__What you are asked to do__
Find the line with "repository 16ab8d2c57056d41" in the records below. Copy it and every line after it, up to and including the line with "client-reported success counts.".

__Supplied information__
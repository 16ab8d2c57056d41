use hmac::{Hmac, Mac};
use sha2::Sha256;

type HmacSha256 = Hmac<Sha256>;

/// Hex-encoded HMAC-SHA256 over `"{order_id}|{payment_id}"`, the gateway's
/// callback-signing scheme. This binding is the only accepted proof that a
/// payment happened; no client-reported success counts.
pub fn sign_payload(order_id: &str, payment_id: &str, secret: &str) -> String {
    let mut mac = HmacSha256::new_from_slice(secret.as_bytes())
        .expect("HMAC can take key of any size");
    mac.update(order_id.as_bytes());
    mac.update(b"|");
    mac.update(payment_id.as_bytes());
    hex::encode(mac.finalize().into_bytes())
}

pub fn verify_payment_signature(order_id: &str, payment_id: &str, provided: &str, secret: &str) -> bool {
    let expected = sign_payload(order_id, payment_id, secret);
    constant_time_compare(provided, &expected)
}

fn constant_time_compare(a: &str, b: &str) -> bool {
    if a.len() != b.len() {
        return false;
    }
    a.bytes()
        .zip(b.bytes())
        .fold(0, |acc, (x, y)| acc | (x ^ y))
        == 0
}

--

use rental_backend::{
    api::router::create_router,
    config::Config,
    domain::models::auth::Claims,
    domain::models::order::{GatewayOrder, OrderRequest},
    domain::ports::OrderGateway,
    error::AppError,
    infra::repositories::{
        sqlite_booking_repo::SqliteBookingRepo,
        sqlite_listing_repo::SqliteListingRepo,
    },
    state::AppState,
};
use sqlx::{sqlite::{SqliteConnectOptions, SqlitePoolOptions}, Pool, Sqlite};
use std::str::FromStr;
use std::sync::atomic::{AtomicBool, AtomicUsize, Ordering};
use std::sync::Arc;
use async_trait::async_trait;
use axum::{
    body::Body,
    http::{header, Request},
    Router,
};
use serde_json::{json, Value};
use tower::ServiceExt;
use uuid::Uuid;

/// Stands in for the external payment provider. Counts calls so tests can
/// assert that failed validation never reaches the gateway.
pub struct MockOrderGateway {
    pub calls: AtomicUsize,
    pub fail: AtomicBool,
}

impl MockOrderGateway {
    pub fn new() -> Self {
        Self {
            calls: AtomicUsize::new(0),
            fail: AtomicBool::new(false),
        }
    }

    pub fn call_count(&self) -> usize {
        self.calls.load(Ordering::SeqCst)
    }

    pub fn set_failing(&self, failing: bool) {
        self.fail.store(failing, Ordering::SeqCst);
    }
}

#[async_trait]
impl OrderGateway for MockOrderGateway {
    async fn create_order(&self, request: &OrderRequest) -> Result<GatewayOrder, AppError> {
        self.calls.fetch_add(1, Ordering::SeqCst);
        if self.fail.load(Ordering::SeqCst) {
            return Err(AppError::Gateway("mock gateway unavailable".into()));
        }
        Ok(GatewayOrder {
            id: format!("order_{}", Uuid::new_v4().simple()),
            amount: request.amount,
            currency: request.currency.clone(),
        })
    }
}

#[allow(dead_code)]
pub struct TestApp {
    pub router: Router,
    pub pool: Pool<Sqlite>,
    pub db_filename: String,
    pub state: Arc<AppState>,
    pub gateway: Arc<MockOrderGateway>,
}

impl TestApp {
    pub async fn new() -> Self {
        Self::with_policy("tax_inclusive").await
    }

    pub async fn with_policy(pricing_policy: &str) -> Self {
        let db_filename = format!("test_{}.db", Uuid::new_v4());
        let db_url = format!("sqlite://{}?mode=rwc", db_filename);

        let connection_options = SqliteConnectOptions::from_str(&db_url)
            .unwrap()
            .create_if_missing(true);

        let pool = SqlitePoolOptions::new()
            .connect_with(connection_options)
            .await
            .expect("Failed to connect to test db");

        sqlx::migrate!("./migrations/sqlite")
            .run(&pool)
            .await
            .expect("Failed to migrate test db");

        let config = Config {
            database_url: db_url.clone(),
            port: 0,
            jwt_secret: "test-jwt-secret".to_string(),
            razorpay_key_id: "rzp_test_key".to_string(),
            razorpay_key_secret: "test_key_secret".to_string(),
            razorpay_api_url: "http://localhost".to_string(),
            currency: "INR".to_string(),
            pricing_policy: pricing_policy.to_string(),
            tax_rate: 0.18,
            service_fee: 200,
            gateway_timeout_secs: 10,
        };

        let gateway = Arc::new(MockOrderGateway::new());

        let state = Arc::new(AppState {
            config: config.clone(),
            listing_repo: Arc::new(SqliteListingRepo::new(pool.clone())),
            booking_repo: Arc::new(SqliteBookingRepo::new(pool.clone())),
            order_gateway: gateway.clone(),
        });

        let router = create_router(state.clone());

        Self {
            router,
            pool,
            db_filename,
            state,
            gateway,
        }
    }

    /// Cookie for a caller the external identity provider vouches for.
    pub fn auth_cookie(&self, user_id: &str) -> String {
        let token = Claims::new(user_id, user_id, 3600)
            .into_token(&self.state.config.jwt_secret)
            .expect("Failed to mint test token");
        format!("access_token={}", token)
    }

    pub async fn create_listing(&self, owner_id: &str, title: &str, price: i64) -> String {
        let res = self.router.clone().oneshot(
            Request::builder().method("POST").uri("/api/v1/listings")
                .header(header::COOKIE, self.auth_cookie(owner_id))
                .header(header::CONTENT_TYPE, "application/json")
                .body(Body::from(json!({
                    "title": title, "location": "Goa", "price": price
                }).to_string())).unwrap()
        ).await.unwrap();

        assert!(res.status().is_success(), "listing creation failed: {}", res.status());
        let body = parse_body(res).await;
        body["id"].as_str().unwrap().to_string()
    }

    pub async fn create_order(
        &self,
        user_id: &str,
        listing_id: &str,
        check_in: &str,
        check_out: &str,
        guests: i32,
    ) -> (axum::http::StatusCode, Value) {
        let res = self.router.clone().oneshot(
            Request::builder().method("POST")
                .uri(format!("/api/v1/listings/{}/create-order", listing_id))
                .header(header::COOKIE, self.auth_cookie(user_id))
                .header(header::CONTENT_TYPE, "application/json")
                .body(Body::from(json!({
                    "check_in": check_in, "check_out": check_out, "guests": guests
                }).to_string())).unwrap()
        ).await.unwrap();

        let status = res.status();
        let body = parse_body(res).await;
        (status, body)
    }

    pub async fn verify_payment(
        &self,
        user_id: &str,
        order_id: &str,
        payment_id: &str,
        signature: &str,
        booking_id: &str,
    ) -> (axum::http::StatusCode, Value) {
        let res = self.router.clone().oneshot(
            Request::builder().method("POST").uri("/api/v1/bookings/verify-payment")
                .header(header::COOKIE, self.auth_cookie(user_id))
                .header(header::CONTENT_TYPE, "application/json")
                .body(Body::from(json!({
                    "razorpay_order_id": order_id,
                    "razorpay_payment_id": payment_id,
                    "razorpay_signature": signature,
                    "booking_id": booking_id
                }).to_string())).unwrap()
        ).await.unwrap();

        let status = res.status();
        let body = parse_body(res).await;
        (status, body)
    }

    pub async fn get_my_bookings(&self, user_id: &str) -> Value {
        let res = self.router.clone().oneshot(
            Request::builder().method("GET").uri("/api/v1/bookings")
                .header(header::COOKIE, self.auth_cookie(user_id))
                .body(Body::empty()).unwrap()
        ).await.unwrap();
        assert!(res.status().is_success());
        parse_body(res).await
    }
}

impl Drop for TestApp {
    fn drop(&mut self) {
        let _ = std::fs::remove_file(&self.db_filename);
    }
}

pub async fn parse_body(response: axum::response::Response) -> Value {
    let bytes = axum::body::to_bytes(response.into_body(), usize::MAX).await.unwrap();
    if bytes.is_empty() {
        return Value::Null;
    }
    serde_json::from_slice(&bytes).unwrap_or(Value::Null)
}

__Expected output__
repository 16ab8d2c57056d41
use hmac::{Hmac, Mac};
use sha2::Sha256;

type HmacSha256 = Hmac<Sha256>;

/// Hex-encoded HMAC-SHA256 over `"{order_id}|{payment_id}"`, the gateway's
/// callback-signing scheme. This binding is the only accepted proof that a
/// payment happened; no client-reported success counts.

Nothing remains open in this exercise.